Yanks & Eovaldi make Price pay the price

Last week at Fenway Park David Price got a winning decision over the Yankees despite allowing six runs. That was due in part to Nathan Eovaldi also giving up six runs to the Red Sox, who went on to an 8-7 victory that finished off Boston’s three-game sweep.

Not this time.

Once again, David Price was stung for six runs by the Yankees, but that was a more efficient Eovaldi on the mound Saturday for the Yankees, whose 8-2 victory before a sellout crowd of 47,822 at Yankee Stadium was Price’s first loss in five decisions this year. Price’s record is good but not his ERA (6.75).

The Yankees need Luis Severino (0-4) to turn things around Sunday night to repay the Red Sox with a sweep of this series.

Eovaldi’s solid eight-inning outing was the latest strong start for the Yankees. Over this past turn in the rotation Yankees starters combined for a 2-1 record with two no-decisions and a 1.80 ERA in 35 innings. Their ERA over the past four games is 1.24. That is why starting pitching is so important. The rotation struggled throughout April but seems to be coming around this month.

Eovaldi allowed six hits, including a home run to Jackie Bradley Jr., but did not walk a batter and struck out six to even his record at 2-2. Walks were a problem for Price. He walked three batters, and each scored. Particularly damaging was a walk to light-hitting Dustin Ackley (.111) in the fourth inning that loaded the bases, which were cleared on a double to right field by Didi Gregorius off a 0-2 pitch.

The next inning, Price walked Aaron Hicks (.132) and Starlin Castro.

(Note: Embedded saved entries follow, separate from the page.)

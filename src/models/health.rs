//! Per-source health reporting types.

use chrono::{DateTime, Utc};
use serde::{Deserialize, Serialize};

use crate::models::SourceId;

/// Circuit breaker state.
#[derive(Debug, Clone, Copy, PartialEq, Eq, Serialize, Deserialize)]
#[serde(rename_all = "SCREAMING_SNAKE_CASE")]
pub enum BreakerState {
    Closed,
    Open,
    HalfOpen,
}

/// Process-lifetime retry counters for one source.
#[derive(Debug, Clone, Default, PartialEq, Serialize, Deserialize)]
pub struct RetryMetrics {
    pub total_attempts: u64,
    pub successful_attempts: u64,
    pub failed_attempts: u64,
    pub consecutive_failures: u32,
    /// Mean backoff slept before an attempt, in milliseconds
    pub average_delay_ms: f64,
    pub last_failure_time: Option<DateTime<Utc>>,
    /// Number of backoff sleeps folded into `average_delay_ms`
    #[serde(skip)]
    pub delay_samples: u64,
}

impl RetryMetrics {
    /// Share of attempts that succeeded; 1.0 before any attempt.
    pub fn success_rate(&self) -> f64 {
        if self.total_attempts == 0 {
            1.0
        } else {
            self.successful_attempts as f64 / self.total_attempts as f64
        }
    }

    /// Fold one slept delay into the running mean.
    pub fn record_delay(&mut self, delay_ms: f64) {
        self.delay_samples += 1;
        self.average_delay_ms += (delay_ms - self.average_delay_ms) / self.delay_samples as f64;
    }
}

/// Health snapshot for dashboards.
#[derive(Debug, Clone, Serialize, Deserialize)]
pub struct SourceHealth {
    pub source: SourceId,
    pub name: String,
    pub state: BreakerState,
    pub failure_count: u32,
    pub total_attempts: u64,
    pub successful_attempts: u64,
    pub failed_attempts: u64,
    pub consecutive_failures: u32,
    pub success_rate: f64,
    pub average_delay_ms: f64,
    pub last_failure_time: Option<DateTime<Utc>>,
}

#[cfg(test)]
mod tests {
    use super::*;

    #[test]
    fn success_rate_defaults_to_one() {
        assert_eq!(RetryMetrics::default().success_rate(), 1.0);
    }

    #[test]
    fn running_delay_average() {
        let mut metrics = RetryMetrics::default();
        metrics.record_delay(100.0);
        metrics.record_delay(300.0);
        assert!((metrics.average_delay_ms - 200.0).abs() < f64::EPSILON);
    }

    #[test]
    fn breaker_state_serializes_upper_case() {
        let json = serde_json::to_string(&BreakerState::HalfOpen).unwrap();
        assert_eq!(json, "\"HALF_OPEN\"");
    }
}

Both scored on a two-out double by Carlos Beltran that chased Price, whose career mark against the Yankees fell to 14-8 with a 4.34 ERA. Price came into the game with a career record of 8-2 with a 3.28 ERA at the Stadium, but it was not a comfort zone for him Saturday.

It was the ninth time in 33 career games (32 starts) against the Yankees that Price allowed at least five earned runs. Over the past 20 seasons, only two pitchers have given up at least five earned runs to the Yankees more often — Tim Wakefield (12) and Mark Buehrle (10). Also with nine such games were Josh Beckett, Bartolo Colon and Rodrigo Lopez. Price has allowed five or more earned runs in four of his seven starts this year and is 1-1 with a 9.26 ERA in two starts against the Yankees. The Red Sox may be wondering if Price is worth the $217-million contract they gave him.

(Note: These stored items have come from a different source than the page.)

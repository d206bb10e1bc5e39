//! Adaptive retry with exponential backoff, jitter and escalation.

use std::future::Future;
use std::sync::Arc;
use std::time::Duration;

use chrono::Utc;
use parking_lot::Mutex;
use rand::Rng;

use crate::error::{AppError, Result};
use crate::models::{ResilienceConfig, RetryMetrics};
use crate::pipeline::anti_detection::{AntiDetectionPolicy, RandomSource};
use crate::pipeline::circuit_breaker::{CircuitBreaker, CircuitBreakerConfig};

/// Consecutive failures after which backoff escalates.
const ESCALATION_AFTER: u32 = 3;
/// Upper bound of the escalation factor.
const MAX_ESCALATION: f64 = 3.0;
/// Jitter band around the computed delay (±10%).
const JITTER_RATIO: f64 = 0.1;

/// Backoff schedule.
#[derive(Debug, Clone)]
pub struct RetryPolicy {
    pub max_retries: u32,
    pub base_delay: Duration,
    pub max_delay: Duration,
    pub min_delay: Duration,
    pub backoff_multiplier: f64,
}

impl From<&ResilienceConfig> for RetryPolicy {
    fn from(config: &ResilienceConfig) -> Self {
        Self {
            max_retries: config.max_retries,
            base_delay: Duration::from_millis(config.base_delay_ms),
            max_delay: Duration::from_millis(config.max_delay_ms),
            min_delay: Duration::from_millis(config.min_delay_ms),
            backoff_multiplier: config.backoff_multiplier,
        }
    }
}

impl RetryPolicy {
    /// Delay before jitter: `base * multiplier^(attempt-1)`, escalated, capped.
    pub fn base_delay_for(&self, attempt: u32, consecutive_failures: u32) -> Duration {
        let exponent = attempt.saturating_sub(1).min(i32::MAX as u32) as i32;
        let mut ms = self.base_delay.as_millis() as f64 * self.backoff_multiplier.powi(exponent);
        if consecutive_failures > ESCALATION_AFTER {
            ms *= escalation(consecutive_failures);
        }
        let capped = ms.min(self.max_delay.as_millis() as f64);
        Duration::from_secs_f64(capped.max(0.0) / 1000.0)
    }

    /// Jittered delay, floored at `min_delay`.
    pub fn delay_for<R: Rng + ?Sized>(
        &self,
        attempt: u32,
        consecutive_failures: u32,
        rng: &mut R,
    ) -> Duration {
        let base = self.base_delay_for(attempt, consecutive_failures).as_secs_f64();
        let jitter = rng.gen_range(-JITTER_RATIO..=JITTER_RATIO);
        let jittered = Duration::from_secs_f64(base * (1.0 + jitter));
        jittered.max(self.min_delay)
    }
}

/// 1× at the escalation point, growing by 0.5× per extra failure, at most 3×.
fn escalation(consecutive_failures: u32) -> f64 {
    let extra = consecutive_failures.saturating_sub(ESCALATION_AFTER) as f64;
    (1.0 + extra * 0.5).min(MAX_ESCALATION)
}

/// Retry wrapper owning the circuit breaker of one source.
#[derive(Debug)]
pub struct AdaptiveRetryManager {
    name: String,
    policy: RetryPolicy,
    breaker: CircuitBreaker,
    metrics: Mutex<RetryMetrics>,
    rng: Arc<RandomSource>,
}

impl AdaptiveRetryManager {
    pub fn new(name: impl Into<String>, config: &ResilienceConfig, rng: Arc<RandomSource>) -> Self {
        let name = name.into();
        Self {
            breaker: CircuitBreaker::new(name.clone(), CircuitBreakerConfig::from(config)),
            policy: RetryPolicy::from(config),
            metrics: Mutex::new(RetryMetrics::default()),
            name,
            rng,
        }
    }

    pub fn breaker(&self) -> &CircuitBreaker {
        &self.breaker
    }

    /// Copy of the process-lifetime counters.
    pub fn metrics(&self) -> RetryMetrics {
        self.metrics.lock().clone()
    }

    /// Run `op` through the breaker, retrying failures with backoff.
    ///
    /// Returns the last error once `max_retries` attempts have failed. A
    /// non-retryable error ends the loop immediately. A circuit rejection
    /// also ends it, reporting the last real failure if this call saw one.
    pub async fn execute_with_retry<T, F, Fut>(&self, mut op: F, context: &str) -> Result<T>
    where
        F: FnMut() -> Fut,
        Fut: Future<Output = Result<T>>,
    {
        let mut last_error = None;

        for attempt in 1..=self.policy.max_retries {
            let error = match self.breaker.execute(|| op()).await {
                Ok(value) => {
                    let mut metrics = self.metrics.lock();
                    metrics.total_attempts += 1;
                    metrics.successful_attempts += 1;
                    metrics.consecutive_failures = 0;
                    return Ok(value);
                }
                Err(error) => error,
            };

            if error.is_circuit_open() {
                log::debug!("[{}] {}: circuit open, stopping", self.name, context);
                return Err(last_error.unwrap_or(error));
            }

            let consecutive = {
                let mut metrics = self.metrics.lock();
                metrics.total_attempts += 1;
                metrics.failed_attempts += 1;
                metrics.consecutive_failures += 1;
                metrics.last_failure_time = Some(Utc::now());
                metrics.consecutive_failures
            };

            if !AntiDetectionPolicy::is_retryable(&error) {
                log::debug!(
                    "[{}] {}: non-retryable failure on attempt {}: {}",
                    self.name,
                    context,
                    attempt,
                    error
                );
                return Err(error);
            }

            if attempt < self.policy.max_retries {
                let delay = self
                    .rng
                    .with(|rng| self.policy.delay_for(attempt, consecutive, rng));
                self.metrics.lock().record_delay(delay.as_secs_f64() * 1000.0);
                log::debug!(
                    "[{}] {}: attempt {}/{} failed ({}), retrying in {:?}",
                    self.name,
                    context,
                    attempt,
                    self.policy.max_retries,
                    error,
                    delay
                );
                tokio::time::sleep(delay).await;
            }

            last_error = Some(error);
        }

        Err(last_error.unwrap_or_else(|| AppError::upstream(context, "no attempts were made")))
    }
}
// src/utils/http.rs

//! HTTP client utilities.

use std::time::Duration;

use reqwest::RequestBuilder;

use crate::error::{AppError, Result};
use crate::models::CrawlerConfig;

/// Create a configured asynchronous HTTP client.
///
/// Identity headers are set per request, so the client carries none.
pub fn create_async_client(config: &CrawlerConfig) -> Result<reqwest::Client> {
    let client = reqwest::Client::builder()
        .timeout(Duration::from_secs(config.timeout_secs))
        .build()?;
    Ok(client)
}

/// Send a request and return the body of a successful response.
///
/// Non-2xx statuses become [`AppError::Status`] so callers can classify them.
pub async fn fetch_text(request: RequestBuilder) -> Result<String> {
    let response = request.send().await?;
    let status = response.status();
    if !status.is_success() {
        return Err(AppError::Status {
            status: status.as_u16(),
            url: response.url().to_string(),
        });
    }
    Ok(response.text().await?)
}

The bottom third of the lineup was especially productive for the Yankees. Chase Headley, Gregorius and Austin Romine teamed up to go 7-for-11 (.636) with three runs, three doubles and five RBI. Two of the doubles were by Romine, the backup catcher and 9-hole hitter, and each drove a run. In seven starts this season, Romine has batted .381 with three doubles and three RBI in 21 at-bats. He also did a fine job behind the plate in working with Eovaldi, whose ERA when Romine catches is 3.60 in 20 innings and 6.11 in 17 2/3 innings when Brian McCann has caught him.

Headley had two singles and scored two runs in his first multi-hit game in 14 games since April 19. Gregorius improved his career record with the bases loaded to .345 with 23 RBI in 29 at-bats.

It was the largest run output for the Yankees since April 9 at Detroit (also eight runs). This month, the Yankees have scored 26 runs (4.33 per game) and batted .269 with runners in scoring position. Last month, they scored 25 runs (2.27 per game) and hit .174 in the clutch.